Let’s talk about immigration first – Maltese respondents, Eurobarometer

European Union flags are seen outside the EU Commission headquarters in Brussels, Belgium April 1, 2019. REUTERS/Francois Lenoir

Immigration should be a priority talking point in the European Parliamentary elections, Maltese respondents tell the Eurobarometer.

According to data gathered on Maltese public opinion, 72% of people said Immigration should be discussed more readily during the electoral campaigns.

This was higher than the EU average of 44% of respondents across the 27 EU member states.

Credit: Eurostat

The data was collected by the European monitoring service Eurobarometer which surveys the attitudes and perceptions of citizens across the European member states.  The latest survey was conducted between the end of February and the beginning of March this year and included 505 interviews with Maltese citizens, part of almost 27,000 Europe-wide interviews.

This concern about immigration was also much higher than requests for discussion on combating climate change and environmental protection (50%) and the promotion of human rights and democracy (40%).

Voting is a duty

According to the data, Maltese people feel that voting in the European elections is a duty as a citizen, more so than European citizens across the rest of the bloc.

Credit: Eurostat

The data shows that 53% of Maltese respondents are inclined to see voting as a duty, compared to 44% Europe-wide.

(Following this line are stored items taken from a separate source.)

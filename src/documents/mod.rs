// Document loading module
// Resolves a loader per file extension and turns files into page text


use std::fmt;
use std::fs;
use std::path::{Path, PathBuf};

use tracing::{debug, warn};

use crate::{RagError, Result};

/// Extensions that are never decoded as text
const BINARY_EXTENSIONS: &[&str] = &[
    "7z", "avi", "bin", "bmp", "class", "dll", "doc", "docx", "dylib", "exe", "gif", "gz", "ico",
    "jar", "jpeg", "jpg", "mkv", "mov", "mp3", "mp4", "o", "ogg", "png", "ppt", "pptx", "pyc",
    "so", "sqlite", "tar", "tgz", "wasm", "wav", "webp", "xls", "xlsx", "zip",
];

/// How a file is turned into text, resolved once from its extension
#[derive(Debug, Clone, Copy, PartialEq, Eq)]
pub enum DocumentFormat {
    PlainText,
    Pdf,
    Unsupported,
}

impl DocumentFormat {
    #[inline]
    pub fn from_path(path: &Path) -> Self {
        let extension = path
            .extension()
            .and_then(|ext| ext.to_str())
            .map(str::to_ascii_lowercase);

        match extension.as_deref() {
            Some("pdf") => Self::Pdf,
            Some(ext) if BINARY_EXTENSIONS.contains(&ext) => Self::Unsupported,
            _ => Self::PlainText,
        }
    }
}

impl fmt::Display for DocumentFormat {
    #[inline]
    fn fmt(&self, f: &mut fmt::Formatter<'_>) -> fmt::Result {
        match self {
            Self::PlainText => write!(f, "text"),
            Self::Pdf => write!(f, "pdf"),
            Self::Unsupported => write!(f, "unsupported"),
        }
    }
}

/// A loaded source document. Only the chunks derived from it are persisted.
#[derive(Debug, Clone, PartialEq, Eq)]
pub struct Document {
    /// Display name: the upload filename or the path found during a directory scan
    pub source: String,
    pub format: DocumentFormat,
    /// Page texts in order. Plain text documents have exactly one page.
    pub pages: Vec<String>,
}

impl Document {
    /// Total number of characters across all pages
    #[inline]
    pub fn char_count(&self) -> usize {
        self.pages.iter().map(|page| page.chars().count()).sum()
    }

    #[inline]
    pub fn is_empty(&self) -> bool {
        self.pages.iter().all(|page| page.trim().is_empty())
    }
}

/// Load a document from `path`, choosing the loader from the extension of `name`.
///
/// `name` and `path` differ for uploads, where the content sits in a temporary
/// file but the format comes from the client's filename.
#[inline]
pub fn load_document(path: &Path, name: &str) -> Result<Document> {
    let format = DocumentFormat::from_path(Path::new(name));
    if format == DocumentFormat::Unsupported {
        return Err(RagError::Ingestion(format!(
            "Unsupported file format: {}",
            name
        )));
    }

    let bytes = fs::read(path).map_err(|e| {
        RagError::Ingestion(format!("Failed to read {}: {}", path.display(), e))
    })?;

    parse_document(&bytes, name)
}

/// Parse in-memory file content into a document
#[inline]
pub fn parse_document(bytes: &[u8], name: &str) -> Result<Document> {
    let format = DocumentFormat::from_path(Path::new(name));

    let pages = match format {
        DocumentFormat::PlainText => vec![decode_text(bytes, name)?],
        DocumentFormat::Pdf => extract_pdf_pages(bytes, name)?,
        DocumentFormat::Unsupported => {
            return Err(RagError::Ingestion(format!(
                "Unsupported file format: {}",
                name
            )));
        }
    };

    debug!(
        "Loaded {} as {} ({} pages, {} bytes)",
        name,
        format,
        pages.len(),
        bytes.len()
    );

    Ok(Document {
        source: name.to_string(),
        format,
        pages,
    })
}

/// Strict UTF-8 decoding; binary content is rejected instead of mis-decoded
fn decode_text(bytes: &[u8], name: &str) -> Result<String> {
    if bytes.contains(&0) {
        return Err(RagError::Ingestion(format!(
            "{} appears to be a binary file",
            name
        )));
    }

    let text = std::str::from_utf8(bytes).map_err(|e| {
        RagError::Ingestion(format!("{} is not valid UTF-8 text: {}", name, e))
    })?;

    Ok(text.strip_prefix('\u{feff}').unwrap_or(text).to_string())
}

fn extract_pdf_pages(bytes: &[u8], name: &str) -> Result<Vec<String>> {
    let pdf = lopdf::Document::load_mem(bytes)
        .map_err(|e| RagError::Ingestion(format!("Failed to parse PDF {}: {}", name, e)))?;

    let page_numbers: Vec<u32> = pdf.get_pages().keys().copied().collect();
    if page_numbers.is_empty() {
        return Err(RagError::Ingestion(format!("PDF {} has no pages", name)));
    }

    let mut pages = Vec::with_capacity(page_numbers.len());
    for page_number in page_numbers {
        let text = pdf.extract_text(&[page_number]).map_err(|e| {
            RagError::Ingestion(format!(
                "Failed to extract text from page {} of {}: {}",
                page_number, name, e
            ))
        })?;
        pages.push(text);
    }

    Ok(pages)
}

/// Recursively list every file under `dir` that has an extension.
///
/// Hidden files and directories are skipped. Subdirectories that cannot be read
/// are logged and skipped; only a missing or unreadable root is an error.
#[inline]
pub fn discover_files(dir: &Path) -> Result<Vec<PathBuf>> {
    if !dir.is_dir() {
        return Err(RagError::Ingestion(format!(
            "Data directory does not exist or is not a directory: {}",
            dir.display()
        )));
    }

    let mut files = Vec::new();
    let mut pending = vec![dir.to_path_buf()];
    let mut is_root = true;

    while let Some(current) = pending.pop() {
        let entries = match fs::read_dir(&current) {
            Ok(entries) => entries,
            Err(e) if is_root => {
                return Err(RagError::Ingestion(format!(
                    "Failed to read directory {}: {}",
                    current.display(),
                    e
                )));
            }
            Err(e) => {
                warn!("Skipping unreadable directory {}: {}", current.display(), e);
                continue;
            }
        };
        is_root = false;

        for entry in entries.flatten() {
            let path = entry.path();
            if is_hidden(&path) {
                continue;
            }

            match entry.file_type() {
                Ok(file_type) if file_type.is_dir() => pending.push(path),
                Ok(_) if path.is_file() && path.extension().is_some() => files.push(path),
                Ok(_) => {}
                Err(e) => warn!("Skipping {}: {}", path.display(), e),
            }
        }
    }

    files.sort();
    debug!("Discovered {} files under {}", files.len(), dir.display());
    Ok(files)
}

fn is_hidden(path: &Path) -> bool {
    path.file_name()
        .and_then(|name| name.to_str())
        .is_some_and(|name| name.starts_with('.'))
}
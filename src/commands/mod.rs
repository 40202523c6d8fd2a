
use anyhow::{Context, Result};
use std::net::SocketAddr;
use std::path::{Path, PathBuf};
use std::sync::Arc;
use tracing::{info, warn};

use crate::config::Config;
use crate::database::VectorStore;
use crate::embeddings::OllamaClient;
use crate::rag::{IngestReport, RagPipeline};
use crate::server;

/// Run the HTTP service until interrupted
#[inline]
pub async fn serve(config: Config, bind: Option<&str>) -> Result<()> {
    let addr: SocketAddr = match bind {
        Some(bind) => bind
            .parse()
            .with_context(|| format!("Invalid bind address: {}", bind))?,
        None => config.bind_address()?,
    };

    info!(
        "Starting RAG service on {} (data directory: {})",
        addr,
        config.data_dir.display()
    );

    server::serve(config, addr)
        .await
        .context("HTTP server failed")
}

/// Ingest a single file or every file under a directory
#[inline]
pub async fn ingest(config: &Config, path: &Path) -> Result<IngestReport> {
    let pipeline = RagPipeline::from_config(config)
        .await
        .context("Failed to initialize RAG pipeline")?;

    let report = if path.is_dir() {
        pipeline.ingest_directory(path).await
    } else {
        let name = path
            .file_name()
            .map(|n| n.to_string_lossy().into_owned())
            .with_context(|| format!("Not a file: {}", path.display()))?;

        let mut report = IngestReport::default();
        match pipeline.ingest_file(path, &name).await {
            Ok(added) => {
                report.files_loaded = 1;
                report.chunks_added = added;
            }
            Err(e) => report.failures.push((path.to_path_buf(), e.to_string())),
        }
        report
    };

    println!("📥 Ingestion Report");
    println!("{}", "=".repeat(50));
    println!("   📄 Files loaded: {}", report.files_loaded);
    println!("   🧩 Chunks added: {}", report.chunks_added);
    if report.is_clean() {
        println!("   ✅ No failures");
    } else {
        println!("   ⚠️  Failures: {}", report.failures.len());
        for (failed, reason) in &report.failures {
            println!("      • {}: {}", failed.display(), reason);
        }
    }

    Ok(report)
}

/// Answer a single question against the persisted store
#[inline]
pub async fn query(config: &Config, question: &str) -> Result<String> {
    let pipeline = RagPipeline::from_config(config)
        .await
        .context("Failed to initialize RAG pipeline")?;

    let answer = pipeline.query(question).await.context("Query failed")?;
    println!("{}", answer);
    Ok(answer)
}

/// Show connectivity and store statistics
#[inline]
pub async fn show_status(config: &Config) -> Result<()> {
    println!("📊 RAG Service Status Report");
    println!("{}", "=".repeat(50));
    println!();

    println!("🤖 Ollama Status:");
    match OllamaClient::new(&config.ollama) {
        Ok(client) => {
            let client = Arc::new(client);
            let checker = Arc::clone(&client);
            match tokio::task::spawn_blocking(move || checker.health_check()).await {
                Ok(Ok(())) => {
                    println!("   ✅ Ollama: Connected ({})", client.base_url());
                }
                Ok(Err(e)) => {
                    println!("   ⚠️  Ollama: Unhealthy - {:#}", e);
                }
                Err(e) => {
                    println!("   ❌ Ollama: Health check did not complete - {}", e);
                }
            }
            println!("   📋 Embedding model: {}", config.ollama.embedding_model);
            println!("   💬 LLM model: {}", config.ollama.llm_model);
            println!("   🔢 Batch Size: {}", config.ollama.batch_size);
        }
        Err(e) => {
            println!("   ❌ Ollama: Invalid configuration - {:#}", e);
        }
    }

    println!();
    println!("🔍 Vector Database Status:");
    match VectorStore::new(config).await {
        Ok(store) => {
            println!("   ✅ LanceDB: Connected");
            println!("   🔢 Vector dimension: {}", store.vector_dimension());
            match store.validate_integrity().await {
                Ok(true) => println!("   ✅ Integrity: OK"),
                Ok(false) => println!("   ⚠️  Integrity: Problems detected"),
                Err(e) => println!("   ❌ Integrity: Check failed - {}", e),
            }
            match store.count_chunks().await {
                Ok(count) => println!("   📄 Chunks stored: {}", count),
                Err(e) => println!("   ❌ Failed to count chunks - {}", e),
            }
        }
        Err(e) => {
            println!("   ❌ LanceDB: Failed to connect - {}", e);
        }
    }

    println!();
    println!("📁 Data directory: {}", config.data_dir.display());
    if !config.data_dir.is_dir() {
        println!("   ⚠️  Not found; startup ingestion will be skipped");
    }

    println!();
    println!("💡 Next Steps:");
    println!("   • Use 'rag-service ingest <path>' to add documents");
    println!("   • Use 'rag-service query <text>' to ask a question");
    println!("   • Use 'rag-service serve' to start the HTTP API");

    Ok(())
}

/// Print the effective configuration
#[inline]
pub fn show_config(config: &Config) -> Result<()> {
    println!("📋 Current Configuration");
    println!();

    println!("Server Settings:");
    println!("  Bind: {}:{}", config.server.host, config.server.port);
    println!("  Data directory: {}", config.data_dir.display());
    match &config.server.upload_dir {
        Some(dir) => println!("  Upload directory: {}", dir.display()),
        None => println!("  Upload directory: system temp"),
    }

    println!();
    println!("Ollama Settings:");
    match config.ollama_url() {
        Ok(url) => println!("  URL: {}", url),
        Err(e) => println!("  URL: Invalid ({})", e),
    }
    println!("  Embedding model: {}", config.ollama.embedding_model);
    println!("  Embedding dimension: {}", config.ollama.embedding_dimension);
    println!("  LLM model: {}", config.ollama.llm_model);
    println!("  Batch Size: {}", config.ollama.batch_size);
    println!("  Retry attempts: {}", config.ollama.retry_attempts);
    match config.ollama.timeout_seconds {
        Some(seconds) => println!("  Timeout: {}s", seconds),
        None => println!("  Timeout: none"),
    }

    println!();
    println!("Retrieval Settings:");
    println!("  Chunk size: {}", config.chunking.chunk_size);
    println!("  Chunk overlap: {}", config.chunking.chunk_overlap);
    println!("  Top k: {}", config.retrieval.top_k);

    println!();
    println!("Config file: {}", config.config_file_path().display());

    Ok(())
}

/// Write the configuration stored in `config_dir`, filled with defaults, back to
/// its config file. Environment overrides are not persisted.
#[inline]
pub fn write_config(config_dir: &Path) -> Result<PathBuf> {
    let config = Config::load(config_dir)?;
    let path = config.config_file_path();
    if path.exists() {
        warn!("Overwriting existing configuration at {}", path.display());
    }

    config.save().context("Failed to save configuration")?;
    println!("✅ Configuration written to {}", path.display());
    Ok(path)
}
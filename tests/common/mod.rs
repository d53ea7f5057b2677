//! Shared test utilities for integration and E2E tests.
//!
//! This module provides fixture repositories, a fake `GitOperations`, and
//! config builders to reduce duplication across test files.
//!
//! ## Usage
//!
//! ```rust,ignore
//! mod common;
//! use common::prelude::*;
//!
//! #[test]
//! fn test_example() {
//!     let upstream = SourceTree::new().with_file("docs/a.md", "a");
//!     // ... test code
//! }
//! ```

use std::collections::HashMap;
use std::fs;
use std::path::{Path, PathBuf};
use std::process::Command;

use kiro_doc_sync::error::{Error, Result};
use kiro_doc_sync::repository::GitOperations;

/// Re-export commonly used test dependencies for convenience.
#[allow(unused_imports)]
pub mod prelude {
    pub use assert_fs::prelude::*;
    pub use assert_fs::TempDir;
    pub use predicates::prelude::*;

    pub use super::{config_json, git_available, FakeGit, GitRepoFixture, SourceTree};
}

/// A plain directory tree standing in for a repository checkout.
pub struct SourceTree {
    temp_dir: assert_fs::TempDir,
}

#[allow(dead_code)]
impl SourceTree {
    pub fn new() -> Self {
        Self {
            temp_dir: assert_fs::TempDir::new().expect("Failed to create temp directory"),
        }
    }

    /// Add a file, creating parent directories as needed.
    pub fn with_file(self, path: &str, content: &str) -> Self {
        let full = self.temp_dir.path().join(path);
        fs::create_dir_all(full.parent().unwrap()).expect("Failed to create parent");
        fs::write(full, content).expect("Failed to write file");
        self
    }

    pub fn path(&self) -> &Path {
        self.temp_dir.path()
    }
}

/// `GitOperations` that "clones" by copying a registered [`SourceTree`].
///
/// Unregistered URLs fail like an unreachable remote would. Every clone is
/// recorded as `(url, ref)`.
#[derive(Default)]
pub struct FakeGit {
    trees: HashMap<String, PathBuf>,
    pub calls: std::rc::Rc<std::cell::RefCell<Vec<(String, Option<String>)>>>,
}

#[allow(dead_code)]
impl FakeGit {
    pub fn new() -> Self {
        Self::default()
    }

    pub fn with_repo(mut self, url: &str, tree: &SourceTree) -> Self {
        self.trees.insert(url.to_string(), tree.path().to_path_buf());
        self
    }
}

impl GitOperations for FakeGit {
    fn clone_shallow(&self, url: &str, ref_name: Option<&str>, target_dir: &Path) -> Result<()> {
        self.calls
            .borrow_mut()
            .push((url.to_string(), ref_name.map(str::to_string)));

        let Some(source) = self.trees.get(url) else {
            return Err(Error::GitClone {
                url: url.to_string(),
                r#ref: ref_name.unwrap_or("HEAD").to_string(),
                message: format!("fatal: repository '{}' does not exist", url),
                hint: None,
            });
        };

        for entry in walkdir::WalkDir::new(source) {
            let entry = entry.map_err(|e| Error::Io(e.into()))?;
            let relative = entry.path().strip_prefix(source).unwrap();
            let dest = target_dir.join(relative);
            if entry.file_type().is_dir() {
                fs::create_dir_all(&dest)?;
            } else {
                fs::copy(entry.path(), &dest)?;
            }
        }
        Ok(())
    }
}

/// Check whether a usable `git` binary is on PATH.
///
/// Tests that build real repositories return early when it is not.
#[allow(dead_code)]
pub fn git_available() -> bool {
    Command::new("git")
        .arg("--version")
        .output()
        .map(|o| o.status.success())
        .unwrap_or(false)
}

/// A real local git repository, cloneable through a `file://` URL.
#[allow(dead_code)]
pub struct GitRepoFixture {
    temp_dir: assert_fs::TempDir,
}

#[allow(dead_code)]
impl GitRepoFixture {
    /// An empty repository on branch `main`.
    pub fn new() -> Self {
        let fixture = Self {
            temp_dir: assert_fs::TempDir::new().expect("Failed to create temp directory"),
        };
        fixture.git(&["init", "-q"]);
        fixture.git(&["symbolic-ref", "HEAD", "refs/heads/main"]);
        fixture
    }

    /// Write files and commit them.
    pub fn commit(&self, files: &[(&str, &str)], message: &str) -> &Self {
        for (path, content) in files {
            let full = self.temp_dir.path().join(path);
            fs::create_dir_all(full.parent().unwrap()).expect("Failed to create parent");
            fs::write(full, content).expect("Failed to write file");
        }
        self.git(&["add", "-A"]);
        self.git(&[
            "-c",
            "user.name=Test",
            "-c",
            "user.email=test@example.com",
            "-c",
            "commit.gpgsign=false",
            "commit",
            "-q",
            "-m",
            message,
        ]);
        self
    }

    pub fn tag(&self, name: &str) -> &Self {
        self.git(&["tag", name]);
        self
    }

    pub fn branch(&self, name: &str) -> &Self {
        self.git(&["checkout", "-q", "-b", name]);
        self
    }

    pub fn checkout(&self, name: &str) -> &Self {
        self.git(&["checkout", "-q", name]);
        self
    }

    /// `file://` URL, which makes git honour `--depth` for local clones.
    pub fn url(&self) -> String {
        format!("file://{}", self.temp_dir.path().display())
    }

    fn git(&self, args: &[&str]) {
        let output = Command::new("git")
            .args(args)
            .current_dir(self.temp_dir.path())
            .output()
            .expect("Failed to run git");
        assert!(
            output.status.success(),
            "git {:?} failed: {}",
            args,
            String::from_utf8_lossy(&output.stderr)
        );
    }
}

/// Build a config document.
///
/// Each source is `(git, branch, tag, steering)`.
#[allow(dead_code)]
pub fn config_json(
    sync_override: bool,
    sources: &[(&str, Option<&str>, Option<&str>, &[&str])],
) -> String {
    let docs: Vec<serde_json::Value> = sources
        .iter()
        .map(|(git, branch, tag, steering)| {
            let mut doc = serde_json::json!({ "git": git, "steering": steering });
            if let Some(branch) = branch {
                doc["branch"] = serde_json::json!(branch);
            }
            if let Some(tag) = tag {
                doc["tag"] = serde_json::json!(tag);
            }
            doc
        })
        .collect();

    serde_json::json!({
        "general": { "files": { "sync_override": sync_override } },
        "docs": docs,
    })
    .to_string()
}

Larger proportions were also reflected in those who say voting in the elections as a way to ‘change things’ 27% compared to 23%, and to ‘support the national government’ 26% compared to 18% Europe-wide.

The Brexit question

Credit: Eurostat

With the UK set to withdraw from the EU, Eurobarometer also put forward the question to Maltese respondents of what they would vote if Malta was given a referendum on the EU.

Their responses were relatively close to those of the other EU 27 member states. While only 12% would to leave, (compared to 14% EU-wide), 68% said they would vote to stay (concurrent with the EU) while 20% were unsure what to vote (2% greater than the EU 27).